Re: Brooklyn Feature Proposal - Declarative and Retryable Workflow

Alex Heneveld Wed, 31 Aug 2022 04:52:58 -0700

A
Geoff, Peter, all --

Excellent input.  My thoughts:

DSL:  I like this idea.  I think it could be built on incremental
improvement atop the YAML proposal.  I think by starting with YAML first we
get some advantages:  we get a model (the YAML maps) that we are used to
parsing and working with in Apache Brooklyn, including type assist in the
composer text editor, and a GUI to show and even write workflow wouldn't be
a huge undertaking (as composer converts between YAML text and graphical
already).  This is a declarative model that tools can easily use at design
time, and also a runtime model that we can process and show progress to a
user.  With a DSL there are some extra steps, as it would have to be
converted into some form of model to work with (probably with source line
number mappings so we can map back).  (I would NOT want us to lose the
ability to reason about and show the execution, so am reluctant to lean too
much on the DSL execution of eg things like Groovy.)  And I think as DSL is
additive -- eg the following based on the first example in the doc:

   container image my/google-cloud

      command "gcloud dataproc jobs submit spark --BUCKET=gs://${BUCKET}"
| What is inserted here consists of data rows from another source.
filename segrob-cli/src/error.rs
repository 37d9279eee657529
//! Error handling for the CLI application

use std::fmt;

/// Custom error type for CLI-specific errors
#[derive(Debug)]
pub enum CliError {
    /// Configuration file content is invalid
    ConfigError(String),
    /// A canonical document failed validation
    InvalidDocument {
        /// Document path
        path: String,
        /// Number of violations found
        violations: usize,
    },
    /// Output could not be written
    OutputError(String),
}

impl fmt::Display for CliError {
    fn fmt(&self, f: &mut fmt::Formatter<'_>) -> fmt::Result {
        match self {
            CliError::ConfigError(msg) => write!(f, "Configuration error: {msg}"),
            CliError::InvalidDocument { path, violations } => {
                write!(f, "Invalid document {path}: {violations} violation(s)")
            }
            CliError::OutputError(msg) => write!(f, "Output error: {msg}"),
        }
    }
}

impl std::error::Error for CliError {}

/// Result type alias for CLI operations
pub type CliResult<T> = Result<T, anyhow::Error>;
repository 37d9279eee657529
//! High-level conversion API

use crate::assembler::DocumentAssembler;
use crate::error::{ConvertError, Result};
use crate::input::Input;
use crate::labels::build_labels;
use crate::pipeline::{PipelineKind, PipelineReader};
use crate::types::{Document, Schema};
use std::path::{Path, PathBuf};

/// Resolved conversion settings
#[derive(Debug, Clone, PartialEq, Eq)]
pub struct ConverterConfig {
    /// Pipeline that produced the input
    pub pipeline: PipelineKind,
    /// Pipeline version used in the pipeline label
    pub version: String,
    /// Output schema variant
    pub schema: Schema,
    /// User labels, appended after the derived ones
    pub labels: Vec<String>,
    /// Original text file the labels are derived from
    pub source: Option<PathBuf>,
}

/// Converts one pipeline's output into canonical documents
pub struct Converter {
    config: ConverterConfig,
    reader: Box<dyn PipelineReader>,
    assembler: DocumentAssembler,
}

impl std::fmt::Debug for Converter {
    fn fmt(&self, f: &mut std::fmt::Formatter<'_>) -> std::fmt::Result {
        f.debug_struct("Converter")
            .field("config", &self.config)
            .field("assembler", &self.assembler)
            .finish_non_exhaustive()
    }
}

impl Converter {
    /// Converter with the pipeline profile's defaults
    pub fn new(pipeline: PipelineKind) -> Result<Self> {
        Self::builder(pipeline).build()
    }

    /// Create a builder
    pub fn builder(pipeline: PipelineKind) -> ConverterBuilder {
        ConverterBuilder::new(pipeline)
    }

    /// Current configuration
    pub fn config(&self) -> &ConverterConfig {
        &self.config
    }

    /// Labels for a document; `fallback_source` is used when no source file
    /// was configured
    pub fn labels(&self, fallback_source: Option<&Path>) -> Vec<String> {
        let source = self.config.source.as_deref().or(fallback_source);
        build_labels(
            source,
            self.config.pipeline.name(),
            &self.config.version,
            &self.config.labels,
        )
    }

    /// Convert pipeline output read from `input`.
    ///
    /// When no source file was configured and the input is a file, labels
    /// are derived from the input path.
    pub fn convert(&self, input: Input) -> Result<Document> {
        let labels = self.labels(input.path());
        let json = input.read_text()?;
        self.convert_with_labels(&json, labels)
    }

    /// Convert pipeline output held in a string
    pub fn convert_str(&self, json: &str) -> Result<Document> {
        self.convert_with_labels(json, self.labels(None))
    }

    fn convert_with_labels(&self, json: &str, labels: Vec<String>) -> Result<Document> {
        let sentences = self.reader.read(json)?;
        log::debug!(
            "read {} sentences of {} output",
            sentences.len(),
            self.config.pipeline
        );
        self.assembler.assemble(labels, sentences)
    }
}

/// Converter builder
#[derive(Debug, Clone)]
pub struct ConverterBuilder {
    pipeline: PipelineKind,
    version: Option<String>,
    schema: Option<Schema>,
    labels: Vec<String>,
    source: Option<PathBuf>,
}

impl ConverterBuilder {
    /// Builder for a pipeline, all settings at their defaults
    pub fn new(pipeline: PipelineKind) -> Self {
        Self {
            pipeline,
            version: None,
            schema: None,
            labels: Vec::new(),
            source: None,
        }
    }

    /// Set the pipeline version (defaults to the profile's version)
    pub fn version(mut self, version: impl Into<String>) -> Self {
        self.version = Some(version.into());
        self
    }

    /// Set the output schema (defaults to the profile's schema)
    pub fn schema(mut self, schema: Schema) -> Self {
        self.schema = Some(schema);
        self
    }

    /// Append a user label
    pub fn label(mut self, label: impl Into<String>) -> Self {
        self.labels.push(label.into());
        self
    }

    /// Append user labels, keeping their order
    pub fn labels<I, S>(mut self, labels: I) -> Self
    where
        I: IntoIterator<Item = S>,
        S: Into<String>,
    {
        self.labels.extend(labels.into_iter().map(Into::into));
        self
    }

    /// Set the original text file labels are derived from
    pub fn source(mut self, source: impl Into<PathBuf>) -> Self {
        self.source = Some(source.into());
        self
    }

    /// Build the converter
    pub fn build(self) -> Result<Converter> {
        let profile = self.pipeline.profile()?;

        let version = self
            .version
            .unwrap_or_else(|| profile.metadata.default_version.clone());
        if version.trim().is_empty() {
            return Err(ConvertError::Configuration(
                "pipeline version must not be empty".to_string(),
            ));
        }

        let schema = self.schema.unwrap_or(profile.output.schema);

        Ok(Converter {
            reader: self.pipeline.reader(),
            assembler: DocumentAssembler::new(schema),
            config: ConverterConfig {
                pipeline: self.pipeline,
                version,
                schema,
                labels: self.labels,
                source: self.source,
            },
        })
    }
}
//! segrob-convert CLI library
//!
//! Command definitions, configuration file handling and output for the
//! `segrob-convert` binary.

pub mod commands;
pub mod config;
pub mod error;
pub mod input;
pub mod output;

pub use error::{CliError, CliResult};
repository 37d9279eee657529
//! Pipeline-neutral surface units
//!
//! Both pipeline readers produce [`SurfaceUnit`]s. The way a surface unit
//! expands into several syntactic words differs per pipeline and is captured
//! by [`Decomposition`], so everything downstream is written once.

use smallvec::SmallVec;

/// Offset metadata exposed by the pipeline for a surface unit
#[derive(Debug, Clone, Default, PartialEq, Eq)]
pub struct OffsetHint {
    /// Structured start-character field, when the pipeline has one
    pub start_char: Option<usize>,
    /// `key=value|key=value` metadata string used by older pipeline releases
    pub misc: Option<String>,
}

impl OffsetHint {
    /// Hint carrying a structured offset
    pub fn structured(start_char: usize) -> Self {
        Self {
            start_char: Some(start_char),
            misc: None,
        }
    }

    /// Hint carrying only a metadata string
    pub fn misc(misc: impl Into<String>) -> Self {
        Self {
            start_char: None,
            misc: Some(misc.into()),
        }
    }
}

/// Reference to the governing word as the pipeline encodes it
#[derive(Debug, Clone, Copy, PartialEq, Eq)]
pub enum HeadRef {
    /// 1-based sentence-relative id; 0 (or below) marks the root
    OneBased(i64),
    /// Absolute document token index; the root points at itself
    Absolute {
        /// Absolute index of the governor
        head: usize,
        /// Absolute index of the first token of the sentence
        sentence_start: usize,
    },
}

/// One syntactic word inside a surface unit
#[derive(Debug, Clone, PartialEq, Eq)]
pub struct SubUnit {
    /// Pipeline-native position of the word
    pub native_id: usize,
    /// Coarse part-of-speech tag
    pub pos: String,
    /// Morphological feature string, `None` when the pipeline has none
    pub features: Option<String>,
    /// Dependency relation as emitted by the pipeline
    pub dep: String,
    /// Governor reference
    pub head: HeadRef,
    /// Lemma as emitted by the pipeline (case preserved)
    pub lemma: String,
}

/// How a surface unit expands into syntactic words
#[derive(Debug, Clone, PartialEq, Eq)]
pub enum Decomposition {
    /// The pipeline lists every syntactic word; multi-word tokens hold several
    Explicit(SmallVec<[SubUnit; 1]>),
    /// A single analysis whose lemma separates several words with spaces
    LemmaSeparated(SubUnit),
}

impl Decomposition {
    /// Decomposition holding a single word
    pub fn single(word: SubUnit) -> Self {
        let mut words = SmallVec::new();
        words.push(word);
        Decomposition::Explicit(words)
    }
}

/// Span of original text as segmented by the pipeline
#[derive(Debug, Clone, PartialEq, Eq)]
pub struct SurfaceUnit {
    /// Original surface text
    pub text: String,
    /// Offset metadata
    pub offset: OffsetHint,
    /// Syntactic words the unit expands into
    pub decomposition: Decomposition,
}

/// Surface units of one sentence, in order
pub type SentenceUnits = Vec<SurfaceUnit>;
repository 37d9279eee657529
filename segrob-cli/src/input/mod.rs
//! Input handling module

pub mod file_reader;

pub use file_reader::FileReader;
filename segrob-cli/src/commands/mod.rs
//! CLI command implementations

use crate::error::CliResult;
use clap::Subcommand;
use segrob_core::pipeline::{get_profile, list_profiles};
use segrob_core::Schema;

pub mod convert;
pub mod migrate;
pub mod validate;

/// Available CLI commands
#[derive(Debug, Subcommand)]
pub enum Commands {
    /// Convert pipeline output into a segrob document
    Convert(convert::ConvertArgs),

    /// Check a segrob document against the format invariants
    Validate(validate::ValidateArgs),

    /// Rewrite a segrob document in another schema variant
    Migrate(migrate::MigrateArgs),

    /// List available components
    List {
        #[command(subcommand)]
        subcommand: ListCommands,
    },
}

/// List subcommands
#[derive(Debug, Subcommand)]
pub enum ListCommands {
    /// List supported pipelines and their defaults
    Pipelines,

    /// List output schema variants
    Schemas,
}

impl Commands {
    /// Execute the selected command
    pub fn execute(&self) -> CliResult<()> {
        match self {
            Commands::Convert(args) => args.execute(),
            Commands::Validate(args) => args.execute(),
            Commands::Migrate(args) => args.execute(),
            Commands::List { subcommand } => {
                println!("{}", subcommand.render()?);
                Ok(())
            }
        }
    }
}

impl ListCommands {
    /// Text printed by the list command
    pub fn render(&self) -> CliResult<String> {
        let lines: Vec<String> = match self {
            ListCommands::Pipelines => list_profiles()
                .into_iter()
                .map(|name| {
                    let profile = get_profile(name)?;
                    Ok(format!(
                        "{:<8} {:<8} {:<8} {}",
                        profile.metadata.name,
                        profile.metadata.default_version,
                        profile.output.schema.as_str(),
                        profile.metadata.description
                    ))
                })
                .collect::<CliResult<_>>()?,
            ListCommands::Schemas => Schema::ALL
                .iter()
                .map(|schema| schema.to_string())
                .collect(),
        };
        Ok(lines.join("\n"))
    }
}

/// Initialize logging based on verbosity level
pub(crate) fn init_logging(quiet: bool, verbose: u8) {
    if quiet {
        return;
    }

    let log_level = match verbose {
        0 => "warn",
        1 => "info",
        2 => "debug",
        _ => "trace",
    };

    // Already initialized when several commands run in one process
    let _ = env_logger::Builder::from_env(env_logger::Env::default().default_filter_or(log_level))
        .try_init();
}

#[cfg(test)]
mod tests {
    use super::*;

    #[test]
    fn test_list_pipelines() {
        let text = ListCommands::Pipelines.render().unwrap();
        let names: Vec<&str> = text
            .lines()
            .filter_map(|line| line.split_whitespace().next())
            .collect();
        assert_eq!(names, vec!["spacy", "stanza"]);
        assert!(text.contains("grouped"));
        assert!(text.contains("flat"));
    }

    #[test]
    fn test_list_schemas() {
        assert_eq!(ListCommands::Schemas.render().unwrap(), "grouped\nflat");
    }

    #[test]
    fn test_commands_debug_format() {
        let list_cmd = Commands::List {
            subcommand: ListCommands::Schemas,
        };

        let debug_str = format!("{:?}", list_cmd);
        assert!(debug_str.contains("List"));
        assert!(debug_str.contains("Schemas"));
    }
}
//! Migrate command implementation

use super::convert::SchemaArg;
use super::init_logging;
use crate::error::CliResult;
use crate::input::FileReader;
use crate::output::{write_output, JsonFormatter, OutputFormatter};
use anyhow::Context;
use clap::Args;
use segrob_core::{Document, Schema};
use std::path::PathBuf;

/// Arguments for the migrate command
#[derive(Debug, Args)]
pub struct MigrateArgs {
    /// segrob document to migrate
    #[arg(value_name = "FILE")]
    pub input: PathBuf,

    /// Target schema
    #[arg(long, value_enum, default_value = "grouped")]
    pub schema: SchemaArg,

    /// Output file (default: stdout)
    #[arg(short, long, value_name = "FILE")]
    pub output: Option<PathBuf>,

    /// Pretty print JSON output
    #[arg(long)]
    pub pretty: bool,

    /// Suppress log output
    #[arg(short, long)]
    pub quiet: bool,

    /// Increase verbosity
    #[arg(short, long, action = clap::ArgAction::Count)]
    pub verbose: u8,
}

impl MigrateArgs {
    /// Execute the migrate command
    pub fn execute(&self) -> CliResult<()> {
        init_logging(self.quiet, self.verbose);

        let document = self.migrate()?;
        let formatter = JsonFormatter::new(self.pretty);
        let bytes = formatter.format_document(&document)?;
        write_output(&bytes, self.output.as_deref())
    }

    /// Read the input document and rewrite it in the target schema
    pub fn migrate(&self) -> CliResult<Document> {
        let content = FileReader::read_text(&self.input)?;
        let document: Document = serde_json::from_str(&content)
            .with_context(|| format!("Not a segrob document: {}", self.input.display()))?;

        let target = Schema::from(self.schema);
        log::info!(
            "Migrating {} from {} to {} schema",
            self.input.display(),
            document.schema(),
            target
        );

        Ok(document.into_schema(target))
    }
}
//! Multi-word token flattening

use crate::unit::{Decomposition, SubUnit, SurfaceUnit};
use smallvec::SmallVec;

/// Separator spaCy uses inside the lemma of a multi-word token
pub const LEMMA_SEPARATOR: char = ' ';

/// One syntactic word paired with the surface unit it came from
#[derive(Debug, Clone, Copy, PartialEq, Eq)]
pub struct FlatWord<'a> {
    /// Enclosing surface unit
    pub unit: &'a SurfaceUnit,
    /// Analysis the word inherits pos, features, dep and head from
    pub word: &'a SubUnit,
    /// Lemma of this word (a segment of `word.lemma` for split lemmas)
    pub lemma: &'a str,
}

/// Expand a surface unit into its syntactic words, preserving order.
///
/// Explicit decompositions yield one entry per listed word. Lemma-separated
/// units split on single spaces, exactly as the pipeline joined them;
/// contractions the pipeline leaves unsplit (`del`, `al`) stay one entry.
pub fn flatten(unit: &SurfaceUnit) -> SmallVec<[FlatWord<'_>; 2]> {
    match &unit.decomposition {
        Decomposition::Explicit(words) => words
            .iter()
            .map(|word| FlatWord {
                unit,
                word,
                lemma: &word.lemma,
            })
            .collect(),
        Decomposition::LemmaSeparated(word) => {
            let flat: SmallVec<[FlatWord<'_>; 2]> = word
                .lemma
                .split(LEMMA_SEPARATOR)
                .map(|lemma| FlatWord { unit, word, lemma })
                .collect();
            if flat.len() > 1 {
                log::trace!(
                    "split '{}' into {} words from lemma '{}'",
                    unit.text,
                    flat.len(),
                    word.lemma
                );
            }
            flat
        }
    }
}

#[cfg(test)]
mod tests {
    use super::*;
    use crate::unit::{HeadRef, OffsetHint};

    fn word(native_id: usize, pos: &str, lemma: &str) -> SubUnit {
        SubUnit {
            native_id,
            pos: pos.to_string(),
            features: None,
            dep: "obj".to_string(),
            head: HeadRef::OneBased(1),
            lemma: lemma.to_string(),
        }
    }

    fn unit(text: &str, decomposition: Decomposition) -> SurfaceUnit {
        SurfaceUnit {
            text: text.to_string(),
            offset: OffsetHint::structured(0),
            decomposition,
        }
    }

    #[test]
    fn test_single_word() {
        let u = unit("casa", Decomposition::single(word(1, "NOUN", "casa")));
        let flat = flatten(&u);
        assert_eq!(flat.len(), 1);
        assert_eq!(flat[0].lemma, "casa");
    }

    #[test]
    fn test_explicit_multi_word_preserves_order() {
        let words = smallvec::smallvec![word(3, "ADP", "de"), word(4, "DET", "el")];
        let u = unit("del", Decomposition::Explicit(words));
        let flat = flatten(&u);

        assert_eq!(flat.len(), 2);
        assert_eq!(flat[0].word.pos, "ADP");
        assert_eq!(flat[1].word.pos, "DET");
        assert!(flat.iter().all(|f| f.unit.text == "del"));
    }

    #[test]
    fn test_lemma_split_inherits_analysis() {
        let u = unit(
            "combinarlo",
            Decomposition::LemmaSeparated(word(7, "VERB", "combinar él")),
        );
        let flat = flatten(&u);

        let lemmas: Vec<&str> = flat.iter().map(|f| f.lemma).collect();
        assert_eq!(lemmas, vec!["combinar", "él"]);
        assert!(flat.iter().all(|f| f.word.pos == "VERB"));
    }

    #[test]
    fn test_unsplit_contraction_stays_single() {
        let u = unit("del", Decomposition::LemmaSeparated(word(2, "ADP", "del")));
        assert_eq!(flatten(&u).len(), 1);
    }

    #[test]
    fn test_consecutive_separators_keep_empty_segment() {
        let u = unit("x", Decomposition::LemmaSeparated(word(1, "X", "a  b")));
        let lemmas: Vec<&str> = flatten(&u).iter().map(|f| f.lemma).collect();
        assert_eq!(lemmas, vec!["a", "", "b"]);
    }
}
//! spaCy conversion tests

use segrob_core::{Converter, DocumentBody, Input, PipelineKind, Schema};
use std::fs;
use tempfile::TempDir;

const DOC: &str = r#"{
    "text": "Quiero combinarlo. Vino del campo.",
    "ents": [],
    "sents": [{"start": 0, "end": 18}, {"start": 19, "end": 34}],
    "tokens": [
        {"id": 0, "start": 0, "end": 6, "tag": "VERB", "pos": "VERB", "morph": "Mood=Ind|Person=1", "lemma": "Querer", "dep": "ROOT", "head": 0},
        {"id": 1, "start": 7, "end": 17, "tag": "VERB", "pos": "VERB", "morph": "VerbForm=Inf", "lemma": "combinar él", "dep": "xcomp", "head": 0},
        {"id": 2, "start": 17, "end": 18, "tag": "PUNCT", "pos": "PUNCT", "morph": "PunctType=Peri", "lemma": ".", "dep": "punct", "head": 0},
        {"id": 3, "start": 19, "end": 23, "tag": "VERB", "pos": "VERB", "morph": "", "lemma": "venir", "dep": "ROOT", "head": 3},
        {"id": 4, "start": 24, "end": 27, "tag": "ADP", "pos": "ADP", "morph": "", "lemma": "del", "dep": "case", "head": 5},
        {"id": 5, "start": 28, "end": 33, "tag": "NOUN", "pos": "NOUN", "morph": "Gender=Masc", "lemma": "campo", "dep": "obl", "head": 3},
        {"id": 6, "start": 33, "end": 34, "tag": "PUNCT", "pos": "PUNCT", "morph": "", "lemma": ".", "dep": "punct", "head": 3}
    ]
}"#;

fn converter() -> Converter {
    Converter::new(PipelineKind::Spacy).unwrap()
}

#[test]
fn test_flat_by_default() {
    let doc = converter().convert_str(DOC).unwrap();
    assert_eq!(doc.schema(), Schema::Flat);
    assert!(matches!(doc.body, DocumentBody::Flat { .. }));
    assert_eq!(doc.sentence_count(), 2);
}

#[test]
fn test_split_lemma_becomes_two_records() {
    let doc = converter().convert_str(DOC).unwrap();
    let first: Vec<_> = doc.sentences().next().unwrap().to_vec();
    assert_eq!(first.len(), 4);

    let (combinar, el) = (&first[1], &first[2]);
    assert_eq!(combinar.text, "combinarlo");
    assert_eq!(el.text, "combinarlo");
    assert_eq!(combinar.idx, 7);
    assert_eq!(el.idx, 7);
    assert_eq!(combinar.lemma, "combinar");
    assert_eq!(el.lemma, "él");
    assert_eq!(el.tag, "VERB__VerbForm=Inf");
    assert_eq!(el.dep, "xcomp");
    assert_eq!((combinar.index, el.index), (1, 2));
    assert_eq!(first[3].index, 3);
}

#[test]
fn test_unsplit_contraction_stays_single() {
    let doc = converter().convert_str(DOC).unwrap();
    let second: Vec<_> = doc.sentences().nth(1).unwrap().to_vec();
    assert_eq!(second.len(), 4);

    let del = &second[1];
    assert_eq!(del.text, "del");
    assert_eq!(del.lemma, "del");
    assert_eq!(del.tag, "ADP");
    assert_eq!(del.idx, 24);
    assert_eq!(del.head, 2);
}

#[test]
fn test_ids_and_heads() {
    let doc = converter().convert_str(DOC).unwrap();
    let tokens: Vec<_> = doc.sentences().flatten().collect();

    let ids: Vec<usize> = tokens.iter().map(|t| t.id).collect();
    assert_eq!(ids, (0..8).collect::<Vec<_>>());

    let heads: Vec<usize> = tokens.iter().map(|t| t.head).collect();
    assert_eq!(heads, vec![0, 0, 0, 0, 0, 2, 0, 0]);

    assert_eq!(tokens[0].lemma, "querer");
    assert_eq!(tokens[0].dep, "root");
}

#[test]
fn test_labels_from_input_file() {
    let dir = TempDir::new().unwrap();
    let path = dir.path().join("quijote-cervantes-spacy.json");
    fs::write(&path, DOC).unwrap();

    let doc = Converter::builder(PipelineKind::Spacy)
        .version("3.7.5")
        .label("es")
        .build()
        .unwrap()
        .convert(Input::from_file(&path))
        .unwrap();

    assert_eq!(
        doc.labels,
        vec!["quijote", "cervantes", "spacy", "spacy-3.7.5", "es"]
    );
}
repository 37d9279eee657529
//! JSON output formatter

use super::OutputFormatter;
use crate::error::CliResult;
use segrob_core::Document;

/// JSON formatter, compact by default
#[derive(Debug, Clone, Copy, Default)]
pub struct JsonFormatter {
    pretty: bool,
}

impl JsonFormatter {
    /// Create a new JSON formatter
    pub fn new(pretty: bool) -> Self {
        Self { pretty }
    }
}

impl OutputFormatter for JsonFormatter {
    fn format_document(&self, doc: &Document) -> CliResult<Vec<u8>> {
        let mut buffer = if self.pretty {
            serde_json::to_vec_pretty(doc)?
        } else {
            serde_json::to_vec(doc)?
        };
        buffer.push(b'\n');
        Ok(buffer)
    }
}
      env { BUCKET: $brooklyn:config("bucket") }

      on-error retry;

    set-sensor spark-output=${1.stdout}

would get processed into something in order to execute it ... and the model
that corresponds to the YAML seems a good a candidate as any.  (i'm not
sure i like that DSL, but the point applies to most any DSL.)

So I would suggest people can evolve the DSL in parallel and this shouldn't
block implementation of the YAML proposal -- assuming we are agreed on the
functionality and flow.

STEPS:  I went back and forth between the 3 options you list, (a) a list of
steps with no IDs, (b) a map of IDs where every step must say what to do
next, and (c) the current proposal which is (b) plus a default
numero-alphabetic ordering.  I settled on (c) because it has the
conciseness of (a) plus enforced labelling for readability and options for
flow-control (next) as well as extensibility, without the cumbersomeness of
(b) and the restrictions on extensibility it implies.  In terms of related
work the "init.d" mechanism seemed a good one because of the readability
and extensibility it gives (in my experience).  And I've actually used
something similar in some AB projects including TOSCA and it has worked
well in practice.  (However it did not have the "next" or "condition"
options that you raise questions about.)

Aside:  if we're asking people to write and read workflow in YAML, even
with plans for graphical tools and/or a DSL atop it, then I think the
emphasis should be on making it as natural as possible.  To Peter's point
there will always be a bit of a disconnect but I've looked at places where
it has been done well -- eg CircleCI -- and places where it hasn't been (no
names, but you know extremely verbose YAML) and tried to emulate the
former.  Explicit IDs force the user to do a bit of documentation, and make
it easier to correlate subsequent behaviour or graphical components.
Having good default behaviour so keys can be omitted, and having a
shorthand for common tasks, these also make a big difference to authoring.
With (b), requiring a "next" all the time, we need an extra line in many
steps, and we lose the ability to support the shorthand.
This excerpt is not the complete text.